---------- RECORD EXCERPTS

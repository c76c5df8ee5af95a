// tests/common/mod.rs
#![allow(dead_code)]

use std::time::Duration;

use async_trait::async_trait;
use scraper::{Html, Selector};

use unfccc_scrape::browser::Session;
use unfccc_scrape::config::options::{AppOptions, Timing};
use unfccc_scrape::progress::Progress;
use unfccc_scrape::specs::{Element, SiteMap};
use unfccc_scrape::ScrapeError;

pub const PAGE_URL: &str = "https://www4.unfccc.int/sites/submissionsstaging/Pages/Home.aspx";

/* ---------------- HTML builders ---------------- */

/// Portal landing page: one collapsed toggle per title, plus the clear-tags button.
pub fn main_page(titles: &[&str]) -> String {
    let toggles: String = titles
        .iter()
        .map(|t| format!(r#"<div class="panel panel-default"><a class="collapsed">{t}</a></div>"#))
        .collect();
    format!(
        r#"<html><body><button id="btnClearTags">Clear</button><div class="panel-group">{toggles}</div></body></html>"#
    )
}

pub fn call(issue: &str, sections: &str) -> String {
    format!(
        r#"<div class="soby_gridcell">
             <div class="submissioncallarea"><div>
               <div class="col-md-10 issue">{issue}</div>
               <div class="col-md-7 deadline">31 March 2024</div>
               <div class="col-md-10 cfstitle">Title of {issue}</div>
               <div class="col-md-10 mandate">Mandate of {issue}</div>
             </div></div>
             <div class="container submissionarea">{sections}</div>
           </div>"#
    )
}

pub fn section(entity_type: &str, rows: &str) -> String {
    format!(r#"<div class="submissionssection" entitytype="{entity_type}">{rows}</div>"#)
}

pub fn row(name: &str, file_ref: &str) -> String {
    format!(
        r#"<div class="row tablefilerow" fileref="{file_ref}">
             <div class="col-sm-4 filename">{name}</div>
             <div class="col-sm-4 entity">Chile</div>
             <div class="col-sm-2 language">English</div>
             <div class="col-sm-2 submissiondate">01/02/2024</div>
           </div>"#
    )
}

/// One page of an open panel.
pub fn panel_page(calls: &[String], has_next: bool) -> String {
    let pager = if has_next {
        r#"<a href="javascript:void(0)" onclick="soby_grid.GoToNextPage()">Next</a>"#
    } else {
        ""
    };
    format!(
        r#"<html><body><div class="panel-collapse collapse in">{}</div>{pager}</body></html>"#,
        calls.concat()
    )
}

/// Panel that opened but never rendered its calls.
pub fn empty_panel() -> String {
    r#"<html><body><div class="panel-collapse collapse in"></div></body></html>"#.to_string()
}

/* ---------------- In-memory session ---------------- */

/// Serves fixture pages in place of a browser.
///
/// `goto` serves `loads` in turn (the last one repeats). Clicking panel
/// toggle `i` shows `panels[i][0]`; each next-page click moves one page on.
pub struct FixtureSession {
    site: SiteMap,
    loads: Vec<String>,
    panels: Vec<Vec<String>>,
    current: String,
    open: Option<(usize, usize)>,

    pub toggle_click_failures: u32,
    pub next_click_failures: u32,
    pub broken_opens: u32,

    pub gotos: usize,
    pub clear_clicks: usize,
    pub scrolls: usize,
    pub close_calls: usize,
}

impl FixtureSession {
    pub fn new(loads: Vec<String>, panels: Vec<Vec<String>>) -> Self {
        Self {
            site: SiteMap::default(),
            loads,
            panels,
            current: String::new(),
            open: None,
            toggle_click_failures: 0,
            next_click_failures: 0,
            broken_opens: 0,
            gotos: 0,
            clear_clicks: 0,
            scrolls: 0,
            close_calls: 0,
        }
    }

    fn count(&self, element: Element) -> usize {
        let sel = Selector::parse(self.site.selector(element)).unwrap();
        Html::parse_document(&self.current).select(&sel).count()
    }

    fn not_clickable(what: &str) -> ScrapeError {
        ScrapeError::NotFound(format!("{what} not clickable"))
    }
}

#[async_trait]
impl Session for FixtureSession {
    type Handle = (Element, usize);

    async fn goto(&mut self, _url: &str) -> Result<(), ScrapeError> {
        let i = self.gotos.min(self.loads.len() - 1);
        self.current = self.loads[i].clone();
        self.open = None;
        self.gotos += 1;
        Ok(())
    }

    async fn current_url(&mut self) -> Result<String, ScrapeError> {
        Ok(PAGE_URL.to_string())
    }

    async fn source(&mut self) -> Result<String, ScrapeError> {
        Ok(self.current.clone())
    }

    async fn find_all(&mut self, element: Element) -> Result<Vec<(Element, usize)>, ScrapeError> {
        Ok((0..self.count(element)).map(|i| (element, i)).collect())
    }

    async fn click(&mut self, handle: &(Element, usize)) -> Result<(), ScrapeError> {
        match *handle {
            (Element::ClearTags, _) => {
                self.clear_clicks += 1;
            }
            (Element::PanelToggle, i) => {
                if self.toggle_click_failures > 0 {
                    self.toggle_click_failures -= 1;
                    return Err(Self::not_clickable("panel toggle"));
                }
                if self.broken_opens > 0 {
                    self.broken_opens -= 1;
                    self.current = empty_panel();
                    return Ok(());
                }
                self.current = self.panels[i][0].clone();
                self.open = Some((i, 0));
            }
            (Element::NextPage, _) => {
                if self.next_click_failures > 0 {
                    self.next_click_failures -= 1;
                    return Err(Self::not_clickable("next page"));
                }
                let (panel, page) = self.open.expect("next page clicked with no panel open");
                self.current = self.panels[panel][page + 1].clone();
                self.open = Some((panel, page + 1));
            }
            (other, _) => panic!("unexpected click on {other:?}"),
        }
        Ok(())
    }

    async fn wait_for(&mut self, element: Element, timeout: Duration) -> Result<(), ScrapeError> {
        if self.count(element) > 0 {
            Ok(())
        } else {
            Err(ScrapeError::Timeout { what: format!("{element:?}"), secs: timeout.as_secs() })
        }
    }

    async fn scroll_to_bottom(&mut self) -> Result<(), ScrapeError> {
        self.scrolls += 1;
        Ok(())
    }

    async fn close(&mut self) -> Result<(), ScrapeError> {
        self.close_calls += 1;
        Ok(())
    }
}

/* ---------------- Options + progress ---------------- */

/// Defaults with every sleep and wait at zero.
pub fn fast_options() -> AppOptions {
    let mut opts = AppOptions::default();
    opts.scrape.timing = Timing::instant();
    opts
}

#[derive(Default)]
pub struct RecordingProgress {
    pub panels: Option<usize>,
    pub pages: Vec<(usize, usize, usize)>,
    pub panels_done: Vec<(usize, usize)>,
    pub finished: bool,
}

impl Progress for RecordingProgress {
    fn begin(&mut self, panels: usize) {
        self.panels = Some(panels);
    }
    fn page_done(&mut self, panel: usize, page: usize, calls: usize) {
        self.pages.push((panel, page, calls));
    }
    fn item_done(&mut self, panel: usize, calls: usize) {
        self.panels_done.push((panel, calls));
    }
    fn finish(&mut self) {
        self.finished = true;
    }
}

--------------------

# EXERCISE GOAL
Report the number of lines in the records that hold "body" and write no other words.

# OUTPUT FOR THIS EXERCISE
3